The American went up another level in her 7-5 6-7 (4-7) 6-1 loss to Tomljanovic, an epic affair that stretched more than three hours with Williams saving five match points before finally yielding.
“Yeah, I’ve come a long way since last year at Wimbledon,” Williams said.
“Just not sure if that was my last moment or not. Making it a different moment I think is much better.
“And it takes a lot of work to get here. Clearly I’m still capable. It takes a lot more than that. I’m ready to, like, be a mum, explore a different version of Serena.
“Technically in the world I’m still super young, so I want to have a little bit of a life while I’m still walking.”

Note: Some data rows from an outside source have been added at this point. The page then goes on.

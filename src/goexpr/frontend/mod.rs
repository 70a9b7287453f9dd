//! The embedded-Go front end: a minimal, error-tolerant parser for exactly
//! the construct subset the boundary extractor slices. There is no
//! embeddable Go compiler to lean on from Rust, so the relevant parts of
//! the Go grammar are implemented directly, including automatic semicolon
//! insertion and the composite-literal restriction in control-flow
//! headers.

pub mod ast;
pub mod lexer;
pub mod parser;

pub use ast::{Block, CaseClauseNode, FuncDecl, SourceUnit, Stmt};
pub use parser::{SyntaxDiag, parse_unit};
//! Glue between the cursor layer and the boundary extractor.
//!
//! The extractor works on plain strings in a private scaffolded coordinate
//! system; these wrappers feed it the remaining input, advance the cursor
//! by exactly the extracted length, and report positions in the caller's
//! coordinates.

use crate::cursor::Cursor;
use crate::error::ParseError;
use crate::expression::Expression;
use crate::goexpr;

/// Extract the Go expression or control-flow header at the cursor.
/// `name` labels the enclosing construct in error messages.
pub fn go_expression(name: &str, input: &mut Cursor<'_>) -> Result<Expression, ParseError> {
    let from = input.position();
    let src = input.rest();
    let expr = goexpr::extract_expression(src).map_err(|source| ParseError::Go {
        name: name.to_string(),
        source,
        position: from,
    })?;
    input.seek(from.index + expr.len());
    Ok(Expression::new(expr, from, input.position()))
}

/// Extract a template function signature at the cursor: `templ Name(args)`
/// is validated by scaffolding it as a Go `func` declaration, then the
/// original `templ ...` text through the byte before the opening brace is
/// consumed and returned.
pub fn go_template_decl(input: &mut Cursor<'_>) -> Result<Expression, ParseError> {
    const TEMPL_KW: &str = "templ ";
    const FUNC_KW: &str = "func ";

    let from = input.position();
    let src = input.rest();
    let err = |source| ParseError::Go {
        name: "template declaration".to_string(),
        source,
        position: from,
    };

    let Some(stripped) = src.strip_prefix(TEMPL_KW) else {
        return Err(err(goexpr::ExtractError::Syntax(
            "expected 'templ' keyword".to_string(),
        )));
    };
    let extracted = goexpr::extract_func(&format!("{FUNC_KW}{stripped}")).map_err(err)?;

    let consumed = extracted.len() + TEMPL_KW.len() - FUNC_KW.len();
    let text = &src[..consumed];
    input.seek(from.index + consumed);
    Ok(Expression::new(text, from, input.position()))
}
//! Literal-aware brace-depth scanning for raw expression spans.
//!
//! Used for the template positions where an expression is delimited only
//! by braces (attribute expressions, script bodies, spread children) and
//! no keyword prefix exists for the boundary extractor to dispatch on.

use crate::combinator::close_brace_with_optional_padding;
use crate::cursor::Cursor;
use crate::error::ParseError;
use crate::expression::Expression;
use crate::literals;

/// Scans the interior of a brace-delimited expression, treating string and
/// rune literals and comments as opaque so the braces inside them never
/// count toward nesting depth.
#[derive(Debug, Clone, Copy)]
pub struct ExpressionScanner {
    /// Number of braces already open when scanning starts. The default of
    /// one matches a cursor positioned just after the opening `{`.
    pub start_depth: usize,
}

impl Default for ExpressionScanner {
    fn default() -> Self {
        Self { start_depth: 1 }
    }
}

impl ExpressionScanner {
    /// Scan up to, but not including, the closing brace that balances the
    /// opening depth. The closer is left unconsumed, with the cursor
    /// positioned immediately before it (before its padding space, if it
    /// had one).
    pub fn scan(&self, input: &mut Cursor<'_>) -> Result<Expression, ParseError> {
        let from = input.position();
        let mut depth = self.start_depth;
        let mut expr = String::new();

        loop {
            if let Some(text) = literals::line_comment(input) {
                expr.push_str(text);
                continue;
            }
            if let Some(text) = literals::block_comment(input) {
                expr.push_str(text);
                continue;
            }
            if let Some(text) = literals::string_lit(input) {
                expr.push_str(text);
                continue;
            }
            if let Some(text) = literals::rune_lit(input) {
                expr.push_str(text);
                continue;
            }
            if input.rest().starts_with('{') {
                input.take(1);
                depth += 1;
                expr.push('{');
                continue;
            }
            let before_closer = input.index();
            if let Some(text) = close_brace_with_optional_padding(input) {
                if depth == 0 {
                    return Err(ParseError::UnbalancedClosing {
                        position: input.position(),
                    });
                }
                depth -= 1;
                if depth == 0 {
                    input.seek(before_closer);
                    break;
                }
                expr.push_str(text);
                continue;
            }
            match input.take(1) {
                None => break,
                // The replacement character signals invalid or exhausted
                // input; it is consumed but never part of the expression.
                Some("\u{FFFD}") => break,
                Some(c) => expr.push_str(c),
            }
        }

        if depth != 0 {
            return Err(ParseError::UnbalancedBrace {
                position: input.position(),
            });
        }
        Ok(Expression::new(expr, from, input.position()))
    }
}
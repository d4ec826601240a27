//! Typed entity identifiers
//!
//! Every entity gets a number from one counter shared by all collections,
//! so comparing two ids of the same type compares their insertion order.

use serde::{Deserialize, Serialize};
use std::fmt;

macro_rules! entity_id {
    ($(#[$meta:meta])* $name:ident, $prefix:literal) => {
        $(#[$meta])*
        #[derive(Debug, Clone, Copy, PartialEq, Eq, PartialOrd, Ord, Hash, Serialize, Deserialize)]
        #[serde(transparent)]
        pub struct $name(pub(crate) u64);

        impl $name {
            pub fn raw(self) -> u64 {
                self.0
            }
        }

        impl fmt::Display for $name {
            fn fmt(&self, f: &mut fmt::Formatter<'_>) -> fmt::Result {
                write!(f, concat!($prefix, "#{}"), self.0)
            }
        }
    };
}

entity_id!(
    /// Identifies a [`User`](super::User)
    UserId,
    "user"
);
entity_id!(
    /// Identifies a [`Preset`](super::Preset)
    PresetId,
    "preset"
);
entity_id!(TextSettingId, "text_setting");
entity_id!(VisualSimulationId, "visual_simulation");
entity_id!(
    /// Identifies a shared [`ColorEntity`](super::ColorEntity)
    ColorId,
    "color"
);
entity_id!(ImageDataId, "image");
entity_id!(UserIconId, "user_icon");
entity_id!(EffectValueId, "effect");

/// Entity collections, used for change events and error reporting
#[derive(Debug, Clone, Copy, PartialEq, Eq, PartialOrd, Ord, Hash)]
pub enum EntityKind {
    User,
    Preset,
    TextSetting,
    VisualSimulation,
    Color,
    ImageData,
    UserIcon,
    EffectValue,
}

impl fmt::Display for EntityKind {
    fn fmt(&self, f: &mut fmt::Formatter<'_>) -> fmt::Result {
        let name = match self {
            EntityKind::User => "user",
            EntityKind::Preset => "preset",
            EntityKind::TextSetting => "text setting",
            EntityKind::VisualSimulation => "visual simulation",
            EntityKind::Color => "color",
            EntityKind::ImageData => "image",
            EntityKind::UserIcon => "user icon",
            EntityKind::EffectValue => "effect value",
        };
        f.write_str(name)
    }
}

Central to that life is five-year-old daughter Olympia.
“I’m a super hands-on mum. I’ve been with her almost every single day of her life, minus two days or three days,” Williams said.
“Yeah, it’s been really hard on her, my career. So it will be nice just to do that and spend some time with her, do things that I never really have done or had an opportunity to do.
“I have such a bright future ahead of me.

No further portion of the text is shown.